Use Templates to Improve MR Descriptions

You can use MR description templates to improve and simplify MR decriptions by guiding and motivating developers to add more information about what changed in the codebase. This, in turn, will help code reviewers better understand the subject of the review, ultimately helping them to provide better feedback.

The MR template definition is stored in the Git repository so it can be tracked as it evolves. Different templates can be used for different target branches, so a specific template can be mapped to a specific branch. Individual teams will define the template content, which follows standard markup syntax (Markdown, Confluence, Textile).

Only .txt and .md (Markdown) files will be recognized as MR description template files. The templates must be in your repository's default branch.

There are two types of MR description templates:
  • Default MR description templates, where there is one template for all branches.
  • Branch-specific MR description templates, where there are different templates for different branches.
  1. Create your template definition file(s) for the MR description(s) and save them to your Git repository's default branch's .templates/merge_request/description folder.
    Make sure you save your template to files that have a .txt or .md (Markdown) extension. If you use any other extension, your files won't be recognized as MR description template files.

    Tip:

    Open the terminal in the root of the folder and run the cat command (cat .git/HEAD) to read the contents of HEAD.
  2. Name your template file according to how you want it to be used. The type of merge request definition template is determined by its filename:
    • The name for default MR description templates is default_template.md.
    • The name for branch-specific templates must exactly match the branch name or match the first level of the branch name, such as main, patchset, dev, release, feature, and so on.

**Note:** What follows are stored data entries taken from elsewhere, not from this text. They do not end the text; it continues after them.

use thiserror::Error;
use tracing::error;

use crate::core::shutter::parse_shutter_speed;

#[derive(Clone, Debug, Eq, PartialEq, Error)]
pub enum ValidationError {
    #[error("Invalid numeric input for {field}: '{value}'")]
    NotNumeric { field: String, value: String },

    #[error(
        "Invalid exposure time input for {field}: '{value}'. Use decimal (e.g., '0.004') or fraction (e.g., '1/250') format."
    )]
    NotExposureTime { field: String, value: String },
}

/// Empty input is accepted and means "leave the tag alone".
pub fn validate_numeric(field: &str, text: &str) -> Result<(), ValidationError> {
    if text.is_empty() || text.trim().parse::<f64>().is_ok() {
        return Ok(());
    }

    let err = ValidationError::NotNumeric {
        field: field.to_string(),
        value: text.to_string(),
    };
    error!("{err}");
    Err(err)
}

/// Like [`validate_numeric`] but also accepts fractions such as `1/250`.
pub fn validate_exposure_time(field: &str, text: &str) -> Result<(), ValidationError> {
    if text.is_empty() || parse_exposure_text(text).is_some() {
        return Ok(());
    }

    let err = ValidationError::NotExposureTime {
        field: field.to_string(),
        value: text.to_string(),
    };
    error!("{err}");
    Err(err)
}

fn parse_exposure_text(text: &str) -> Option<f64> {
    // The form shows `1/250`, never a unit suffix.
    if text.trim_end().ends_with('s') {
        return None;
    }
    parse_shutter_speed(text)
}
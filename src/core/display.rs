use std::collections::BTreeMap;

use crate::core::shutter::format_shutter_speed_with_unit;
use crate::models::tag::{EXIF_GROUP, EXPOSURE_TIME, SHUTTER_SPEED_VALUE};
use crate::models::{MetadataRecord, MetadataTag, TagCategory, TagGroup, TagValue};

/// Groups `Group:Name` keys for the tag tree, `EXIF` first and the rest by name.
///
/// Keys without a group prefix (`SourceFile`) are left out.
pub fn group_tags(record: &MetadataRecord) -> Vec<TagGroup> {
    let mut groups: BTreeMap<&str, Vec<MetadataTag>> = BTreeMap::new();

    for (key, value) in record.iter() {
        let Some((group, name)) = key.split_once(':') else {
            continue;
        };

        let value = match value.as_f64() {
            Some(seconds) if is_shutter_field(name) && seconds > 0.0 => {
                TagValue::Text(format_shutter_speed_with_unit(seconds))
            }
            _ => TagValue::from(value),
        };

        groups.entry(group).or_default().push(MetadataTag {
            key: key.clone(),
            group: group.to_string(),
            name: name.to_string(),
            display_name: display_name_from_key(name),
            value,
            category: infer_category_from_key(name),
        });
    }

    let mut ordered = Vec::with_capacity(groups.len());
    if let Some(tags) = groups.remove(EXIF_GROUP) {
        ordered.push(TagGroup {
            name: EXIF_GROUP.to_string(),
            tags,
        });
    }
    ordered.extend(groups.into_iter().map(|(name, tags)| TagGroup {
        name: name.to_string(),
        tags,
    }));
    ordered
}

fn is_shutter_field(name: &str) -> bool {
    name == SHUTTER_SPEED_VALUE || name == EXPOSURE_TIME
}

// Checked in order; the first category with a keyword in the lowercased name wins.
const CATEGORY_KEYWORDS: &[(TagCategory, &[&str])] = &[
    (TagCategory::Location, &["gps", "latitude", "longitude"]),
    (TagCategory::DateTime, &["datetime", "offsettime", "timestamp"]),
    (TagCategory::Camera, &["make", "model", "lens", "serial"]),
    (
        TagCategory::Capture,
        &["iso", "aperture", "fnumber", "focal", "shutter", "exposure", "flash"],
    ),
    (
        TagCategory::Image,
        &["pixel", "resolution", "orientation", "colorspace", "width", "height"],
    ),
    (
        TagCategory::Description,
        &["title", "description", "caption", "keyword", "copyright", "artist"],
    ),
    (TagCategory::Software, &["software", "editor", "processing"]),
];

pub fn infer_category_from_key(tag_key: &str) -> TagCategory {
    let key = tag_key.to_ascii_lowercase();
    CATEGORY_KEYWORDS
        .iter()
        .find(|(_, keywords)| keywords.iter().any(|keyword| key.contains(keyword)))
        .map(|(category, _)| *category)
        .unwrap_or(TagCategory::Other)
}

/// `LensSerialNumber` -> `Lens Serial Number`. Runs of capitals stay together
/// (`ISO`, `FNumber` -> `F Number`).
pub fn display_name_from_key(tag_key: &str) -> String {
    let chars: Vec<char> = tag_key.chars().collect();
    let mut words = Vec::new();
    let mut current = String::new();

    for (index, &ch) in chars.iter().enumerate() {
        if ch == '_' || ch == '-' {
            if !current.is_empty() {
                words.push(std::mem::take(&mut current));
            }
            continue;
        }

        let prev_lower = index > 0 && chars[index - 1].is_ascii_lowercase();
        let next_lower = chars.get(index + 1).is_some_and(|next| next.is_ascii_lowercase());
        let prev_upper = index > 0 && chars[index - 1].is_ascii_uppercase();
        let boundary = ch.is_ascii_uppercase() && (prev_lower || (prev_upper && next_lower));

        if boundary && !current.is_empty() {
            words.push(std::mem::take(&mut current));
        }
        current.push(ch);
    }

    if !current.is_empty() {
        words.push(current);
    }

    if words.is_empty() {
        return tag_key.to_string();
    }
    words.join(" ")
}
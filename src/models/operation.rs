use std::path::PathBuf;

#[derive(Clone, Debug, Eq, PartialEq)]
pub struct OperationResult {
    pub path: PathBuf,
    pub success: bool,
    pub error: Option<String>,
}

impl OperationResult {
    pub fn success(path: PathBuf) -> Self {
        Self {
            path,
            success: true,
            error: None,
        }
    }

    pub fn failure(path: PathBuf, error: impl Into<String>) -> Self {
        Self {
            path,
            success: false,
            error: Some(error.into()),
        }
    }
}

#[derive(Clone, Debug, Eq, PartialEq)]
pub struct ProgressEvent {
    pub current: usize,
    pub total: usize,
    pub filename: String,
    pub success: bool,
}

#[derive(Clone, Debug, Eq, PartialEq)]
pub struct OperationSummary {
    pub total: usize,
    pub succeeded: usize,
    pub failed: usize,
}

impl OperationSummary {
    pub fn from_results(results: &[OperationResult]) -> Self {
        let succeeded = results.iter().filter(|result| result.success).count();

        Self {
            total: results.len(),
            succeeded,
            failed: results.len() - succeeded,
        }
    }
}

      The template named patchset.md would be acceptable for version-based branch naming. The template would be applied to patchset or patchset/* (for example, patchset/24/01/0). Other separators (slash, underscore, hyphen, and dot) are supported, so it would also work for patchset/*/*.* or patchset_*_*_* or patchset-*-*-* or patchset.*.*.*.

    • You can also use issue.md and feature.md for ticket-based branch naming, such as issue/VBS-1234 or feature/29706999.
  3. In the left navigation menu, select Merge Requests and display the Merge Request page.
  4. Click + Create Merge Request to bring up the MR wizard.
  5. In the Branch dialog, select the repository, target and review branches, and click Next.
  6. In the Reviewers dialog, select your reviewers and click Next.
  7. In the Details dialog, search and link issues and build jobs, select tags, and click Next.
  8. In the Description dialog, fill in the summary.
    Notice that if your branch name matches your MR description template name, the Description is filled out for you.


    Description of mr-description-template-write.png follows
    Description of the illustration mr-description-template-write.png

  9. Click Preview to see how it looks rendered.
  10. Make sure that the templated description matches the code changes and other modifications you want reviewers to look at.
  11. Click Create to create the MR.

Once the merge request has been created, the template's contents are available in the Conversation tab, where any developer can edit the description and add more information or insert comments.